Problem | Below is a listing; restate from it, character for character, the lines beginning at the line holding "pub fn refresh_token(&self)" and ending at the line holding "assert!(token.is_expired());", both included.
=-=-=-=-=
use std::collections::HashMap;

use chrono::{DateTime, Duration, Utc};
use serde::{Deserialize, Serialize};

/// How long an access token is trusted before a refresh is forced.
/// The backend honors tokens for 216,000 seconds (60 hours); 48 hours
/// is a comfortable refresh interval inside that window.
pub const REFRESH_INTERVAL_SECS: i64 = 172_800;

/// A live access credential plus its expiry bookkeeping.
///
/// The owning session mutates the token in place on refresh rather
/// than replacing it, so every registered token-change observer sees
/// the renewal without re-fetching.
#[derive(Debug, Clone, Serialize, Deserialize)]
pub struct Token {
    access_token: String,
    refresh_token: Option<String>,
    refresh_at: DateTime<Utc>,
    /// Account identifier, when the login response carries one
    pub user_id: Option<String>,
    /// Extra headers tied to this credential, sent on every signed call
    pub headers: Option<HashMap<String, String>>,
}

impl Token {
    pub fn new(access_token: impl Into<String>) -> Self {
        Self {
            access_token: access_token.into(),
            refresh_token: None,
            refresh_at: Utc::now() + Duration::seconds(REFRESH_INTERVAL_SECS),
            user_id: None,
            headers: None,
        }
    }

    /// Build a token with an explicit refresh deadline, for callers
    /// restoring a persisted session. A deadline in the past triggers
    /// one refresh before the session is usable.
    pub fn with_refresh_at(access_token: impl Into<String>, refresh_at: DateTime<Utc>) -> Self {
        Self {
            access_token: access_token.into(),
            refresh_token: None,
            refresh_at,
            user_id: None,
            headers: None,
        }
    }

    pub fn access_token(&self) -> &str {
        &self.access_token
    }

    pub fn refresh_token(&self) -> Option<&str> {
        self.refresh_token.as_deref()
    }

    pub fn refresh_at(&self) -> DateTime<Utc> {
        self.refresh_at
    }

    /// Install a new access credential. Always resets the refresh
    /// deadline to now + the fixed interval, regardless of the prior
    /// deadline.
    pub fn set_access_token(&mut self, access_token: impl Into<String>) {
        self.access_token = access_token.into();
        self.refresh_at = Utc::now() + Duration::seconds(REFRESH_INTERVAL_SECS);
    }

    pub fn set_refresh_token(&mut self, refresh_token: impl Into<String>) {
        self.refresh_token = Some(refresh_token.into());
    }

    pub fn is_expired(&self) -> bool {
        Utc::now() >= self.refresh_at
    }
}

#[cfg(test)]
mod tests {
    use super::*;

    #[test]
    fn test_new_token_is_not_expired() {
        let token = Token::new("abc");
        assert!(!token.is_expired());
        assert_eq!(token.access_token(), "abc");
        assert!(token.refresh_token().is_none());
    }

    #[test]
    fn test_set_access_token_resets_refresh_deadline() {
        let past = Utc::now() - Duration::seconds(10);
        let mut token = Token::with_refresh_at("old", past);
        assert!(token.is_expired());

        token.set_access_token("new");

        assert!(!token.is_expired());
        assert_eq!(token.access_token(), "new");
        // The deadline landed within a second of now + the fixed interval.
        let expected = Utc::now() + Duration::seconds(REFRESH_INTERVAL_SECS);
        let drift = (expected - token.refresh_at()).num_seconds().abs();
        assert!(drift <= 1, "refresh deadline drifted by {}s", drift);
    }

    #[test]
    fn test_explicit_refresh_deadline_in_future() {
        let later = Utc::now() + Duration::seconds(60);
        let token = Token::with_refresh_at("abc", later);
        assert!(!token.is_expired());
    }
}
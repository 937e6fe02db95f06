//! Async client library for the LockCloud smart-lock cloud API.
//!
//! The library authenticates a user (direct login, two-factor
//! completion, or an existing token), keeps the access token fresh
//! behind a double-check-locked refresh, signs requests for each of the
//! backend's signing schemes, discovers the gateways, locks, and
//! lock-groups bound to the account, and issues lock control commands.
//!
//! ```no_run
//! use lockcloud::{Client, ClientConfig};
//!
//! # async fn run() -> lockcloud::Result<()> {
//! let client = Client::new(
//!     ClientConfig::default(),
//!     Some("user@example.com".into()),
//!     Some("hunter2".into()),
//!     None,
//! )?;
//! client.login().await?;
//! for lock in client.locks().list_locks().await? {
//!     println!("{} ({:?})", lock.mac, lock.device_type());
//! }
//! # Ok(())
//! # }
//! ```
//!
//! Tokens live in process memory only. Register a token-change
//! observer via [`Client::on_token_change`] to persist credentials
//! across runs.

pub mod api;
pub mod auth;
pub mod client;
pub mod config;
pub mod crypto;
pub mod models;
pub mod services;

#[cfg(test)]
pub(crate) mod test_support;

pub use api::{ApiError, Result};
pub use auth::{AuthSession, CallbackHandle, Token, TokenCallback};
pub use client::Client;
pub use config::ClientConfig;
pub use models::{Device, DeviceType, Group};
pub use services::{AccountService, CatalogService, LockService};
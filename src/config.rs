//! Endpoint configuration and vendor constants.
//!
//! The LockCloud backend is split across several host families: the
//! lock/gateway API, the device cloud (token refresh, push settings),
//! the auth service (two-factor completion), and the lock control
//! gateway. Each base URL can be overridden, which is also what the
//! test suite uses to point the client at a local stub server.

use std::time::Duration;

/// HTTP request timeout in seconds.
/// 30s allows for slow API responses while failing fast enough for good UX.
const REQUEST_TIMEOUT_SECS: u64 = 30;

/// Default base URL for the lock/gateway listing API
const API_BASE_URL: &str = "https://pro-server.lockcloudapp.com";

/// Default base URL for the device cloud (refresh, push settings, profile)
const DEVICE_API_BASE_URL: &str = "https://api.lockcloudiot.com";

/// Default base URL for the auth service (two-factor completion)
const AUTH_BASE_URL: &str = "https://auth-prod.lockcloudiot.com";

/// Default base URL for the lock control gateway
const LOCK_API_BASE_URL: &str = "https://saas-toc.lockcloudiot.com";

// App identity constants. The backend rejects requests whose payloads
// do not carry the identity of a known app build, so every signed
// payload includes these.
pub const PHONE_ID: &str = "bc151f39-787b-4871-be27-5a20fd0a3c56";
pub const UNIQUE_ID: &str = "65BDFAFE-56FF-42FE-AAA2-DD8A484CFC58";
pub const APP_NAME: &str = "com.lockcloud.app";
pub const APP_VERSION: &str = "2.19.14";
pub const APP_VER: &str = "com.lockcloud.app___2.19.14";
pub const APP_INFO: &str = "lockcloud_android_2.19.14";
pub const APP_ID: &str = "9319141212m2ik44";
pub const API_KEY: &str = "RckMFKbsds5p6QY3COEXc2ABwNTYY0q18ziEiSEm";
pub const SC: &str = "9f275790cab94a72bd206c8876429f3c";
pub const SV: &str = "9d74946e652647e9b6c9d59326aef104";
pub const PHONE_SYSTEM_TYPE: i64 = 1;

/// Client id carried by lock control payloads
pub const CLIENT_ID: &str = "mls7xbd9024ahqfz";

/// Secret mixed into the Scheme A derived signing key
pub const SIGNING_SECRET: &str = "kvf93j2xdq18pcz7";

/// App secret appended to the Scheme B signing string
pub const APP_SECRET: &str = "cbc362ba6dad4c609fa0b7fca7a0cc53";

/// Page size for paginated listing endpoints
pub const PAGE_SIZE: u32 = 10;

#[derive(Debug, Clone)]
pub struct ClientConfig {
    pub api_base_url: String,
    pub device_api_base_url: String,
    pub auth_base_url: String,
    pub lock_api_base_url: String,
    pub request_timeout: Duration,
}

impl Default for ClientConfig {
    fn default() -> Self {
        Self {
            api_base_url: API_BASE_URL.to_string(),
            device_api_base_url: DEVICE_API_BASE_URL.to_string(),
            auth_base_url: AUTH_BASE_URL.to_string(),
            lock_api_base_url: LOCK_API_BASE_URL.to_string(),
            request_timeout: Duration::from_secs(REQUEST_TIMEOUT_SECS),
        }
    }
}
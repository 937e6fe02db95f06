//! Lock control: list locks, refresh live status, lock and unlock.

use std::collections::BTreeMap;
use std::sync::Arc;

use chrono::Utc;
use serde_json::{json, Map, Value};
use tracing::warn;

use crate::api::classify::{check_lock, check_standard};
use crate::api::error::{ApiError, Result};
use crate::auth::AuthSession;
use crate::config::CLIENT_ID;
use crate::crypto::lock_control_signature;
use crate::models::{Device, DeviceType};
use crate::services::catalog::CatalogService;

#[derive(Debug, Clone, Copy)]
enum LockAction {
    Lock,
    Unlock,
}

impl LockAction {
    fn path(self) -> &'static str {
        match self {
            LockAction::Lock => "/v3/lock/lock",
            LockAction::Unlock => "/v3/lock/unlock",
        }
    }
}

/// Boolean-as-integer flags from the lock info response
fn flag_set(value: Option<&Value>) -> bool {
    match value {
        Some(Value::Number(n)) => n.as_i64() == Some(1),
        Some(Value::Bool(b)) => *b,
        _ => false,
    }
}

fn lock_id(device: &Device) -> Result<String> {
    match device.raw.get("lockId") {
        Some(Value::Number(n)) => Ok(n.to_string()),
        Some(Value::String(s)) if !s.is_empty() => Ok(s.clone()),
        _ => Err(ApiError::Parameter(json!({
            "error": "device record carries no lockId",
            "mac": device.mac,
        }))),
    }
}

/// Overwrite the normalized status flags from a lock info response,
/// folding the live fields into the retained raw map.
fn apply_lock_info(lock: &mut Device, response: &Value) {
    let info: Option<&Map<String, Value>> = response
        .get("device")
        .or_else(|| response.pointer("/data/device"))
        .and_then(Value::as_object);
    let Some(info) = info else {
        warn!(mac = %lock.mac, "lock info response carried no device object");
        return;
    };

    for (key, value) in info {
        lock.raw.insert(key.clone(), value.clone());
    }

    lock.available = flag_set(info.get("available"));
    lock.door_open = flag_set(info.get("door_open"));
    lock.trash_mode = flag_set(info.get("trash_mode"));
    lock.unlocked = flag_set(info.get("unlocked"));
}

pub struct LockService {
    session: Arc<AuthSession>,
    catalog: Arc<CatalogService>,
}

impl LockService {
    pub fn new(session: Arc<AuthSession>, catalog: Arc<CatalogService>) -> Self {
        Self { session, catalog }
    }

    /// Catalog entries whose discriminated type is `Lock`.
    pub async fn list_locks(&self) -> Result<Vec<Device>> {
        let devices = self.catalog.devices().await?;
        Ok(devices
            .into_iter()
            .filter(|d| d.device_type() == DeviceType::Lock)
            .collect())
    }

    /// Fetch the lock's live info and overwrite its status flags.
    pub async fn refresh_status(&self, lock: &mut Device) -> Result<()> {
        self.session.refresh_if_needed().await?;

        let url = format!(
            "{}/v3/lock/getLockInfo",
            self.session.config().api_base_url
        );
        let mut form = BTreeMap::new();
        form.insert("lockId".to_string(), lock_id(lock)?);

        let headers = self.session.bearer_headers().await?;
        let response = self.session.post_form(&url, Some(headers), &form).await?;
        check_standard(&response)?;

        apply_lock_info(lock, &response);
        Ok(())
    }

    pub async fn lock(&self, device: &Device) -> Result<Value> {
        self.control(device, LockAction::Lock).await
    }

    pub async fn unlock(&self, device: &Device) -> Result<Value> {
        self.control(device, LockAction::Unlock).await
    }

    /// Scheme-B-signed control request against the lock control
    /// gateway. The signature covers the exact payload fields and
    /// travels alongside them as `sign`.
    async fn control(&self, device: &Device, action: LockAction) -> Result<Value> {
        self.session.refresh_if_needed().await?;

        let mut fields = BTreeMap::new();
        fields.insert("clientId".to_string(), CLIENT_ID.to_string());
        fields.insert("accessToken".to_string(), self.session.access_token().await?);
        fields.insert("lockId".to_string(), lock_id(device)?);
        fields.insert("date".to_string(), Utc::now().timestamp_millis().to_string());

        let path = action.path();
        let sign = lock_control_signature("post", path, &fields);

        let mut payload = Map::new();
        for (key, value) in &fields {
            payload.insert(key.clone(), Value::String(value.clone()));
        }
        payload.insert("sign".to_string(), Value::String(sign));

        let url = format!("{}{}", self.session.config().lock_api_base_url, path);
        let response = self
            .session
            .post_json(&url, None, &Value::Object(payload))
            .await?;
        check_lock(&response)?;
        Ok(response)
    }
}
=-=-=-=-=
Answer below |
    pub fn refresh_token(&self) -> Option<&str> {
        self.refresh_token.as_deref()
    }

    pub fn refresh_at(&self) -> DateTime<Utc> {
        self.refresh_at
    }

    /// Install a new access credential. Always resets the refresh
    /// deadline to now + the fixed interval, regardless of the prior
    /// deadline.
    pub fn set_access_token(&mut self, access_token: impl Into<String>) {
        self.access_token = access_token.into();
        self.refresh_at = Utc::now() + Duration::seconds(REFRESH_INTERVAL_SECS);
    }

    pub fn set_refresh_token(&mut self, refresh_token: impl Into<String>) {
        self.refresh_token = Some(refresh_token.into());
    }

    pub fn is_expired(&self) -> bool {
        Utc::now() >= self.refresh_at
    }
}

#[cfg(test)]
mod tests {
    use super::*;

    #[test]
    fn test_new_token_is_not_expired() {
        let token = Token::new("abc");
        assert!(!token.is_expired());
        assert_eq!(token.access_token(), "abc");
        assert!(token.refresh_token().is_none());
    }

    #[test]
    fn test_set_access_token_resets_refresh_deadline() {
        let past = Utc::now() - Duration::seconds(10);
        let mut token = Token::with_refresh_at("old", past);
        assert!(token.is_expired());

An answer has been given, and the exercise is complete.